If T is a linear operator, has dim V distinct eigen values, then T has a diagonal matrix with respect to some basis of V.

Question

My question is "Why did they write T has a diag matrix w.r.t some basis of V".

Give T belongs to L(v), dosent that say we already fixed the basis ?

Answer 1

You're mixing the idea of a linear operator with that of its matrix representation in a given basis. Suppose $V$ is a $K$-vector space with $\text{dim} \; V=n$, a linear operator $T$ on $V$ is just a map $T:V \longrightarrow V$ which takes a vector $v \in V$ into a new vector $w =T(v)$. Of course, $T$ has to be linear:

$$ T(\alpha v + \beta w) = \alpha T(v) + \beta T(w) \hspace{1cm} \forall v,w \in V, \forall\alpha, \beta \in K$$

but this isn't a really important point here. Until now, we haven't made any mention to basis, matrices... So, keep in mind, a linear operator in $V$ is just a map: it takes vectors in $V$ into new vectors in $V$.

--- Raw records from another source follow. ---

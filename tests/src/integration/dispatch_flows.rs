//! # Dispatch Flows
//!
//! Router → dedup → aggregation → outputs, end to end.
//!
//! ## Flows Tested
//!
//! 1. Count aggregation flushes exactly one batch per `capacity` messages
//! 2. Time aggregation flushes once per interval, whatever the count
//! 3. Purely time-based routes never flush by count
//! 4. A failing output never blocks delivery to its siblings
//! 5. Fingerprints ignore property order and unrelated fields

#[cfg(test)]
mod tests {
    use crate::integration::fixtures::{make_router, open_store, output, route, Backend, ALL_BACKENDS};
    use serde_json::json;
    use shared_types::RoutePlugins;
    use std::time::Duration;

    fn scan(n: usize) -> Vec<u8> {
        format!(r#"{{"image":"img-{n}","severity":"high"}}"#).into_bytes()
    }

    #[tokio::test]
    async fn test_count_aggregation_end_to_end() {
        for backend in ALL_BACKENDS {
            let store = open_store(backend).await;
            let (factory, router) = make_router(store.provider.clone());
            router.add_output(output("slack")).await.unwrap();
            router
                .add_route(route(
                    "route1",
                    &["slack"],
                    RoutePlugins {
                        aggregate_message_number: 3,
                        ..Default::default()
                    },
                ))
                .await
                .unwrap();

            for n in 0..7 {
                router.handle(&scan(n)).await.unwrap();
            }

            let sent = factory.output("slack").unwrap().sent();
            assert_eq!(sent.len(), 2, "{backend:?}");
            assert!(sent.iter().all(|batch| batch["count"] == "3"), "{backend:?}");
            router.terminate().await;
        }
    }

    #[tokio::test(start_paused = true)]
    async fn test_time_aggregation_flushes_once() {
        let store = open_store(Backend::Memory).await;
        let (factory, router) = make_router(store.provider.clone());
        router.add_output(output("slack")).await.unwrap();
        router
            .add_route(route(
                "route1",
                &["slack"],
                RoutePlugins {
                    aggregate_message_number: 1000,
                    aggregate_timeout_seconds: 3,
                    ..Default::default()
                },
            ))
            .await
            .unwrap();

        for n in 0..3 {
            router.handle(&scan(n)).await.unwrap();
        }
        tokio::time::sleep(Duration::from_millis(1_000)).await;
        let slack = factory.output("slack").unwrap();
        assert_eq!(slack.sent_count(), 0);

        tokio::time::sleep(Duration::from_millis(2_100)).await;
        let sent = slack.sent();
        assert_eq!(sent.len(), 1);
        assert_eq!(sent[0]["count"], "3");

        router.terminate().await;
    }

    #[tokio::test(start_paused = true)]
    async fn test_ignore_quantity_waits_for_tick() {
        let store = open_store(Backend::Memory).await;
        let (factory, router) = make_router(store.provider.clone());
        router.add_output(output("slack")).await.unwrap();
        router
            .add_route(route(
                "route1",
                &["slack"],
                RoutePlugins {
                    aggregate_timeout_seconds: 5,
                    ..Default::default()
                },
            ))
            .await
            .unwrap();

        for n in 0..25 {
            router.handle(&scan(n)).await.unwrap();
        }
        let slack = factory.output("slack").unwrap();
        assert_eq!(slack.sent_count(), 0);

        tokio::time::sleep(Duration::from_millis(5_100)).await;
        let sent = slack.sent();
        assert_eq!(sent.len(), 1);
        assert_eq!(sent[0]["count"], "25");

        router.terminate().await;
    }

    #[tokio::test]
    async fn test_failing_output_is_isolated() {
        for backend in ALL_BACKENDS {
            let store = open_store(backend).await;
            let (factory, router) = make_router(store.provider.clone());
            let mut jira = output("jira");
            jira.options.insert("fail".to_string(), json!(true));
            router.add_output(jira).await.unwrap();
            router.add_output(output("slack")).await.unwrap();
            router
                .add_route(route("route1", &["jira", "slack"], RoutePlugins::default()))
                .await
                .unwrap();

            router.handle(&scan(1)).await.unwrap();
            router.handle(&scan(2)).await.unwrap();

            assert_eq!(factory.output("slack").unwrap().sent_count(), 2, "{backend:?}");
            assert_eq!(factory.output("jira").unwrap().sent_count(), 0, "{backend:?}");

            let failed = router.send_with_retry(&scan(3), "route1").await.unwrap();
            assert_eq!(failed, vec!["jira".to_string()], "{backend:?}");
        }
    }

    #[tokio::test]
    async fn test_each_output_sees_a_message_once() {
        for backend in ALL_BACKENDS {
            let store = open_store(backend).await;
            let (factory, router) = make_router(store.provider.clone());
            router.add_output(output("slack")).await.unwrap();
            router.add_output(output("jira")).await.unwrap();
            router
                .add_route(route("route1", &["slack", "jira"], RoutePlugins::default()))
                .await
                .unwrap();

            for _ in 0..3 {
                router.handle(&scan(1)).await.unwrap();
            }

            assert_eq!(factory.output("slack").unwrap().sent_count(), 1, "{backend:?}");
            assert_eq!(factory.output("jira").unwrap().sent_count(), 1, "{backend:?}");
        }
    }

    #[tokio::test]
    async fn test_fingerprint_is_order_independent() {
        let store = open_store(Backend::Memory).await;
        let (_, router) = make_router(store.provider.clone());
        let plugins = |props: &[&str]| RoutePlugins {
            unique_message_props: props.iter().map(|p| p.to_string()).collect(),
            ..Default::default()
        };
        router
            .add_route(route("ab", &[], plugins(&["image", "artifact.digest"])))
            .await
            .unwrap();
        router
            .add_route(route("ba", &[], plugins(&["artifact.digest", "image"])))
            .await
            .unwrap();

        let first = br#"{"image":"nginx","artifact":{"digest":"sha256:1"},"ts":1}"#;
        let second = br#"{"ts":2,"artifact":{"digest":"sha256:1"},"image":"nginx"}"#;

        let fp = router.message_fingerprint(first, "ab").unwrap();
        assert_eq!(fp, router.message_fingerprint(second, "ab").unwrap());
        assert_eq!(fp, router.message_fingerprint(first, "ba").unwrap());
        assert_ne!(
            fp,
            router
                .message_fingerprint(br#"{"image":"redis","artifact":{"digest":"sha256:1"}}"#, "ab")
                .unwrap()
        );
    }

    #[tokio::test]
    async fn test_buffered_entries_survive_restart() {
        let store = open_store(Backend::RocksDb).await;
        let plugins = RoutePlugins {
            aggregate_message_number: 3,
            ..Default::default()
        };

        {
            let (_, router) = make_router(store.provider.clone());
            router.add_output(output("slack")).await.unwrap();
            router
                .add_route(route("route1", &["slack"], plugins.clone()))
                .await
                .unwrap();
            router.handle(&scan(1)).await.unwrap();
            router.handle(&scan(2)).await.unwrap();
            router.terminate().await;
        }

        let (factory, router) = make_router(store.provider.clone());
        router.add_output(output("slack")).await.unwrap();
        router
            .add_route(route("route1", &["slack"], plugins))
            .await
            .unwrap();
        router.handle(&scan(3)).await.unwrap();

        let sent = factory.output("slack").unwrap().sent();
        assert_eq!(sent.len(), 1);
        assert_eq!(sent[0]["count"], "3");
    }
}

Now, representing this linear operator by a $n \times n$ matrix is a really useful trick when dealing with concrete calculations, for example. But the matrix representation of a linear map is not unique, because we have to fix a basis in order to get that matrix. I'll show you how it goes through an example. Suppose we have the usual vector space $\mathbb{R}^2$, and the linear transformation $T: \mathbb{R}^2 \longrightarrow \mathbb{R}^2$ acting on the canonical basis $C=\{(1,0),\,(0,1)\}$ in the following way:

$$T(1,0)=(0,1) \hspace{1cm} T(0,1)=(-1,0)$$

(You can specify the effect of a linear transformation giving its effect on a basis). Now, write any vector $v \in \mathbb{R}^2$ in the canonical basis as $v = x (1,0) + y(0,1)$ : when you apply $T$ to this vector you get a new vector $w=T(v)=\bar{x}(1,0) + \bar{y}(0,1)$ with coordinates $\bar{x}, \bar{y}$ related to the old ones by

$$\begin{pmatrix} \bar{x} \\ \bar{y} \end{pmatrix} = \begin{pmatrix} 0 & -1 \\ 1 & 0 \end{pmatrix} \begin{pmatrix} x \\ y \end{pmatrix}$$

Check it out for yourself if you don't believe this is the true relation between $x,y$ and $\bar{x},\bar{y}$ (you only have to apply the fact that $T$ is linear and the definition of $T$ in terms of its action on the canonical basis). Now, take a new basis of $\mathbb{R}^2$, for example $B=\{ (1,1),\, (0,1) \}$. You can write $v$ as:

$$ v = x(1,0) + y(0,1) = x'(1,1)+y'(0,1) \hspace{1cm}x'=x ,\,y'=y-x $$

Again, I'm sure you can verify this is true by yourself. So $x'$ and $y'$ are now the coordinates of $v$ in the new basis $B$. When you apply $T$, getting $w=T(v)$, you can now write $w$ in the basis $B$: $w=\bar{x}'(1,1)+\bar{y}'(0,1)$. In matrix form, the relation between the coordinates of $v$ and $w$ takes the form:

$$\begin{pmatrix} \bar{x}' \\ \bar{y}' \end{pmatrix} = \begin{pmatrix} -1 & -1 \\ 2 & 1 \end{pmatrix} \begin{pmatrix} x' \\ y' \end{pmatrix}$$

As you see, we have obtained a new matrix, which we could call the matrix of $T$ in the basis $B$. The old one would be the matrix of $T$ in the canonical basis:

$$ (T)_C = \begin{pmatrix} 0 & -1 \\ 1 & 0 \end{pmatrix} \hspace{1cm} (T)_B = \begin{pmatrix} -1 & -1 \\ 2 & 1 \end{pmatrix} $$

The subscripts here represent the basis in which we are working. Now you can see that the matrix representation of a linear map is not unique, so when you diagonalize a linear operator what you really do is look for a basis in which the matrix associated to $T$ is diagonal. Never forget this: you don't have a matrix form for a linear map until you specify a basis of the vector space!